Creating Your Own Custom Directive Library – In Isolation

May 20, 2014
Reading Time: 2 minutes

I’ve had to come up with a better strategy recently for making custom directives that didn’t involve make subtle changes in the browser, save file, refresh, go to said feature, check it. Mess with things in Chrome Dev Tools. See what it does, etc. That sucked.

So, I did what anyone with a problem does. Try and solve it. I knew that some of the custom directives I needed would require certain server api data (list of customers, customer detail, etc.), so that had to be figured out, but then I still needed an isolated way that was also very organized for making custom directives. From this, I stumbled upon one of my favorite time savers.

Custom Directive Library In Isolation

1) Open Google Chrome.
2) Go to the Chrome Developer Tools and click on Network.
3) Navigate to the page you need data from or use an extension to make the API call.
4) Locate the API call in the Network activity list.
5) Right click the call and select Copy Response.

You now have a server replica of the exact data and format that would come from the server to mess with, in the next steps. I take this and assign it to a JavaScript variable and can forget about having to always have memorized the data format coming from the server.

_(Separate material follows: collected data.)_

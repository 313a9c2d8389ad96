use std::ops::{Add, Mul, Sub};

use crate::math::TOLERANCE;

/// Solves a cyclic tridiagonal system
///
/// ```text
/// a[i] * x[i-1] + b[i] * x[i] + c[i] * x[i+1] = r[i]    (indices mod n)
/// ```
///
/// with the Sherman-Morrison correction over two Thomas sweeps. Returns
/// `None` if `n < 3` or a pivot vanishes.
pub(super) fn solve_cyclic<T>(a: &[f64], b: &[f64], c: &[f64], r: &[T]) -> Option<Vec<T>>
where
    T: Copy + Add<Output = T> + Sub<Output = T> + Mul<f64, Output = T>,
{
    let n = b.len();
    if n < 3 || a.len() != n || c.len() != n || r.len() != n {
        return None;
    }

    // Corner couplings: row 0 touches x[n-1], row n-1 touches x[0].
    let beta = a[0];
    let alpha = c[n - 1];
    let gamma = -b[0];
    if gamma.abs() < TOLERANCE {
        return None;
    }

    let mut bb = b.to_vec();
    bb[0] = b[0] - gamma;
    bb[n - 1] = b[n - 1] - alpha * beta / gamma;

    let x = solve_tridiagonal(a, &bb, c, r)?;

    let mut u = vec![0.0; n];
    u[0] = gamma;
    u[n - 1] = alpha;
    let z = solve_tridiagonal(a, &bb, c, &u)?;

    let denom = 1.0 + z[0] + beta * z[n - 1] / gamma;
    if denom.abs() < TOLERANCE {
        return None;
    }
    let correction = (x[0] + x[n - 1] * (beta / gamma)) * (1.0 / denom);

    Some(
        x.iter()
            .zip(&z)
            .map(|(&xi, &zi)| xi - correction * zi)
            .collect(),
    )
}

/// Thomas algorithm for a plain tridiagonal system; `a[0]` and `c[n-1]`
/// are ignored.
fn solve_tridiagonal<T>(a: &[f64], b: &[f64], c: &[f64], r: &[T]) -> Option<Vec<T>>
where
    T: Copy + Sub<Output = T> + Mul<f64, Output = T>,
{
    let n = b.len();
    let mut c_prime = vec![0.0; n];
    let mut d_prime: Vec<T> = Vec::with_capacity(n);

    if b[0].abs() < TOLERANCE {
        return None;
    }
    c_prime[0] = c[0] / b[0];
    d_prime.push(r[0] * (1.0 / b[0]));

    for i in 1..n {
        let pivot = b[i] - a[i] * c_prime[i - 1];
        if pivot.abs() < TOLERANCE {
            return None;
        }
        c_prime[i] = c[i] / pivot;
        let next = (r[i] - d_prime[i - 1] * a[i]) * (1.0 / pivot);
        d_prime.push(next);
    }

    let mut x = d_prime;
    for i in (0..n - 1).rev() {
        x[i] = x[i] - x[i + 1] * c_prime[i];
    }
    Some(x)
}
mod bspline;
mod circle;
mod line;

pub use bspline::PeriodicBSpline;
pub(crate) use bspline::PeriodicKnots;
pub use circle::Circle;
pub use line::Line;

use crate::error::{GeometryError, Result};
use crate::math::{Point3, Vector3, TOLERANCE};

/// Parameter domain for a curve.
#[derive(Debug, Clone, Copy, PartialEq)]
pub struct CurveDomain {
    /// Start of the parameter range.
    pub t_min: f64,
    /// End of the parameter range.
    pub t_max: f64,
}

impl CurveDomain {
    /// Creates a new curve domain.
    #[must_use]
    pub fn new(t_min: f64, t_max: f64) -> Self {
        Self { t_min, t_max }
    }

    /// Width of the parameter range.
    #[must_use]
    pub fn span(&self) -> f64 {
        self.t_max - self.t_min
    }

    /// Returns `true` if both ends of the range are finite.
    #[must_use]
    pub fn is_bounded(&self) -> bool {
        self.t_min.is_finite() && self.t_max.is_finite()
    }

    /// Maps `t` into `[t_min, t_max)` by whole periods.
    #[must_use]
    pub fn wrap(&self, t: f64) -> f64 {
        let span = self.span();
        let wrapped = (t - self.t_min).rem_euclid(span) + self.t_min;
        // rem_euclid can round up to exactly `span`.
        if wrapped >= self.t_max {
            self.t_min
        } else {
            wrapped
        }
    }
}

/// Trait for parametric curves in 3D space.
pub trait Curve {
    /// Evaluates the curve at parameter `t`, returning the 3D point.
    ///
    /// # Errors
    ///
    /// Returns an error if the parameter is out of range or evaluation fails.
    fn evaluate(&self, t: f64) -> Result<Point3>;

    /// Computes the first derivative `dC/dt` at parameter `t`.
    ///
    /// # Errors
    ///
    /// Returns an error if the parameter is out of range or evaluation fails.
    fn derivative(&self, t: f64) -> Result<Vector3>;

    /// Computes the unit tangent vector at parameter `t`.
    ///
    /// # Errors
    ///
    /// Returns [`GeometryError::DegenerateTangent`] if the derivative vanishes.
    fn tangent(&self, t: f64) -> Result<Vector3> {
        let d = self.derivative(t)?;
        let len = d.norm();
        if len < TOLERANCE {
            return Err(GeometryError::DegenerateTangent(t).into());
        }
        Ok(d / len)
    }

    /// Returns the parameter domain of the curve.
    fn domain(&self) -> CurveDomain;

    /// Returns whether the curve is closed.
    fn is_closed(&self) -> bool;

    /// Returns whether the parameter domain wraps around.
    ///
    /// A periodic curve is closed and joins its start with matching
    /// derivatives, so sweeps treat it as seamless.
    fn is_periodic(&self) -> bool {
        false
    }
}
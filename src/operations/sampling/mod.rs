mod sample_helix;

pub use sample_helix::{HelixParams, SampleHelix};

Next you need an online all-in-one editor. There are many out there, I happen to prefer Plunker (http://plnkr.co/) because it has version control built-in, it makes it super easy to add whatever libraries and frameworks you need. You could make a default template for your project and just fork it every time you need to start a new custom directive, giving you the perfect boilerplate code to jump right into the actual coding and not start off with having to do the same boring setup routine every single time.

Before you know it, you’ll have around 10-20 custom directives for use either in a single project or multiple. Customizing a single directive for a different project is extremely simple with forking, but best of all, it saves all of your directives in a single, sharable (and hopefully organized) repository.

I’ve found that with this technique, I’ve cut my custom directive development time by 40-60% depending on where I’m creating it in the application (inside of a page, after you login and click on item ABC, to find a feature in the modal popup…. :/) and probably increasing my custom directive development enjoyment by as much, if not more.

Hopefully this tip helps you as much it has helped me.